Human race has progressed in various frontiers; specially science and technology at an incredible pace. Invention of computers proved to be a milestone in this ever-expanding realm of technology. The computer technology has itself evolved from different physical realizations from gears to relays to valves to transistors to integrated circuits. Today's technology has enabled us to create micro wafer chips (state of the art IBM chips 0.25 micron wide containing nearly 200 million transistors).

Shrinking to nano scale
Computer power has grown at a phenomenal rate. The key to this growth lies in continuous miniaturization of the computer's most elementary component the silicon magic transistor. The size is shrinking and the increase in power is exponential. This miniaturization has reached saturation point. A quantum threshold beyond which the transistor shows unexpected behaviour. The chips are currently being fabricated on the nano scale. Further reduction in size would disrupt the operation due to the quantum phenomena of electrons, tunneling effect. The most logical solution is to design components, harnessing the power of quantum mechanics. Hence, ”computers devised with components only functioning on quantum effects but algorithms still following the classical approach may be called- 'nanoscale-quantum computers'. Soon it was realized that even if the algorithms were made to function using the same quantum effects; the power they would yield would be far more powerful than any classical scheme. Such a computer would be a quantum computer in its true nature.

Fundamentals
As we all know, Bit is the fundamental unit of information. In a classical system it may exist in any one of the two logical states-on or off, true or false, or simply 0 or 1. This is physically realized by an uncharged or charged capacitor or a transistor in an on or off state.
In a quantum computer, fundamental unit of information is qubit. Qubit is strictly governed by the laws of quantum physics, in comparison to the classical physics. A Qubit can exist not only in a state corresponding to the logical state 0 or 1 as in a classical bit, but also in states corresponding to a blend or superposition of these classical states. In other words,” a qubit can exist as 0,1,or simultaneously as both 0 and 1 with a numerical coefficient representing the probability for each state”. Qubit is a purely quantum phenomenon and has no equivalent of this superposition in classical physics.
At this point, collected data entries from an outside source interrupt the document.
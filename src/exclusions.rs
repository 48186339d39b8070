//! Paths exempted from the redirect.
//!
//! Entries ending in `/*` exempt a whole first-level folder (`/js/*` covers
//! `/js/app.js`). Every other entry must match the request path exactly.
//! Wildcards deeper than the first segment are not supported: `/js/lib/*` is
//! stored as the prefix `/js/lib/` but a request path only ever yields a
//! one-segment prefix, so it never matches.

use std::collections::HashSet;

/// The exclusion list, classified once at construction time.
///
/// A `None` set means no entry of that kind was configured and the check is
/// skipped outright.
#[derive(Clone, Debug, Default)]
pub struct Exclusions {
    absolute: Option<HashSet<String>>,
    partial: Option<HashSet<String>>,
}

impl Exclusions {
    /// Splits raw entries into exact paths and first-segment prefixes.
    pub fn new<I, S>(entries: I) -> Self
    where
        I: IntoIterator<Item = S>,
        S: AsRef<str>,
    {
        let mut absolute = HashSet::new();
        let mut partial = HashSet::new();

        for entry in entries {
            let entry = entry.as_ref();
            match entry.strip_suffix('*') {
                Some(prefix) if prefix.ends_with('/') => {
                    partial.insert(prefix.to_owned());
                }
                _ => {
                    absolute.insert(entry.to_owned());
                }
            }
        }

        Self {
            absolute: (!absolute.is_empty()).then_some(absolute),
            partial: (!partial.is_empty()).then_some(partial),
        }
    }

    /// Exact paths, if any were configured.
    pub fn absolute(&self) -> Option<&HashSet<String>> {
        self.absolute.as_ref()
    }

    /// First-segment prefixes (each ending in `/`), if any were configured.
    pub fn partial(&self) -> Option<&HashSet<String>> {
        self.partial.as_ref()
    }

    pub fn is_empty(&self) -> bool {
        self.absolute.is_none() && self.partial.is_none()
    }

    pub fn matches(&self, path: &str) -> bool {
        self.matches_absolute(path) || self.matches_partial(path)
    }

    pub(crate) fn matches_absolute(&self, path: &str) -> bool {
        self.absolute.as_ref().is_some_and(|set| set.contains(path))
    }

    pub(crate) fn matches_partial(&self, path: &str) -> bool {
        let Some(set) = &self.partial else {
            return false;
        };
        let start = first_segment(path);
        !start.is_empty() && set.contains(start)
    }
}

/// Returns `path` up to and including the first `/` after index 0, or `""`.
///
/// `/js/app.js` → `/js/`, `/` → `""`, `/favicon.ico` → `""`.
pub(crate) fn first_segment(path: &str) -> &str {
    path.char_indices()
        .skip(1)
        .find(|&(_, c)| c == '/')
        .map_or("", |(i, _)| &path[..=i])
}

#[cfg(test)]
mod tests {
    use super::*;

    #[test]
    fn partitions_by_wildcard_suffix() {
        let ex = Exclusions::new(["/js/*", "/favicon.ico", "/css/*", "/robots.txt"]);

        let partial = ex.partial().unwrap();
        assert_eq!(partial.len(), 2);
        assert!(partial.contains("/js/"));
        assert!(partial.contains("/css/"));

        let absolute = ex.absolute().unwrap();
        assert_eq!(absolute.len(), 2);
        assert!(absolute.contains("/favicon.ico"));
        assert!(absolute.contains("/robots.txt"));
    }

    #[test]
    fn empty_partitions_disable_their_check() {
        assert!(Exclusions::new(Vec::<String>::new()).is_empty());

        let only_partial = Exclusions::new(["/js/*"]);
        assert!(only_partial.absolute().is_none());
        assert!(only_partial.partial().is_some());

        let only_absolute = Exclusions::new(["/favicon.ico"]);
        assert!(only_absolute.partial().is_none());
        assert!(only_absolute.absolute().is_some());
    }

    #[test]
    fn star_without_slash_is_an_exact_path() {
        let ex = Exclusions::new(["/js*"]);
        assert!(ex.partial().is_none());
        assert!(ex.absolute().unwrap().contains("/js*"));
        assert!(!ex.matches("/js/app.js"));
    }

    #[test]
    fn first_segment_cases() {
        assert_eq!(first_segment("/js/app.js"), "/js/");
        assert_eq!(first_segment("/js/"), "/js/");
        assert_eq!(first_segment("/js/lib/x.js"), "/js/");
        assert_eq!(first_segment("/"), "");
        assert_eq!(first_segment("/index.html"), "");
        assert_eq!(first_segment(""), "");
        assert_eq!(first_segment("//x"), "//");
        assert_eq!(first_segment("/é/x"), "/é/");
    }

    #[test]
    fn partial_match_only_considers_first_segment() {
        let ex = Exclusions::new(["/js/*", "/js/lib/*"]);
        assert!(ex.matches("/js/app.js"));
        assert!(ex.matches("/js/lib/x.js"));
        assert!(!ex.matches("/js"));
        assert!(!ex.matches("/jsx/app.js"));

        let deep = Exclusions::new(["/js/lib/*"]);
        assert!(!deep.matches("/js/lib/x.js"));
    }

    #[test]
    fn absolute_match_is_exact_and_case_sensitive() {
        let ex = Exclusions::new(["/favicon.ico"]);
        assert!(ex.matches("/favicon.ico"));
        assert!(!ex.matches("/FAVICON.ICO"));
        assert!(!ex.matches("/favicon.ico/"));
    }
}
Correlation And Entanglement
Two atoms are said to be correlated: if the first has decayed the second will also have decayed, and if the first atom has not decayed, neither has the second. Such a correlation is a 100% correlation. Similarly, “qubits are correlated so that if the first is in the superposition state, the second will also be in the same state”. Great number of correlations may exist between the atoms than expected classically. This kind of quantum super-correlation is called “entanglement”. “A change in the state of one of the entangled atoms would also cause a change in the corresponding entangled atoms”.


Quantum Communication System

It can be explained with the help of an example. Consider person A, with two photons in an entangled state. Now, 'A' stores one of these and sends the other one to person 'B'. As B decides to transmit some information back to A, he performs an operation on his stored photon. Since the photons are in an entangled state, the change is reflected amongst the quantum states of both the particles. Thus A also observes a change on his stored particle. (This could be practiced from either end and it effectively doubles the peak capacity of an information channel.) Operations performed should be unitary (from one end at a time) so as to maintain stable quantum superposition state of the entangled system.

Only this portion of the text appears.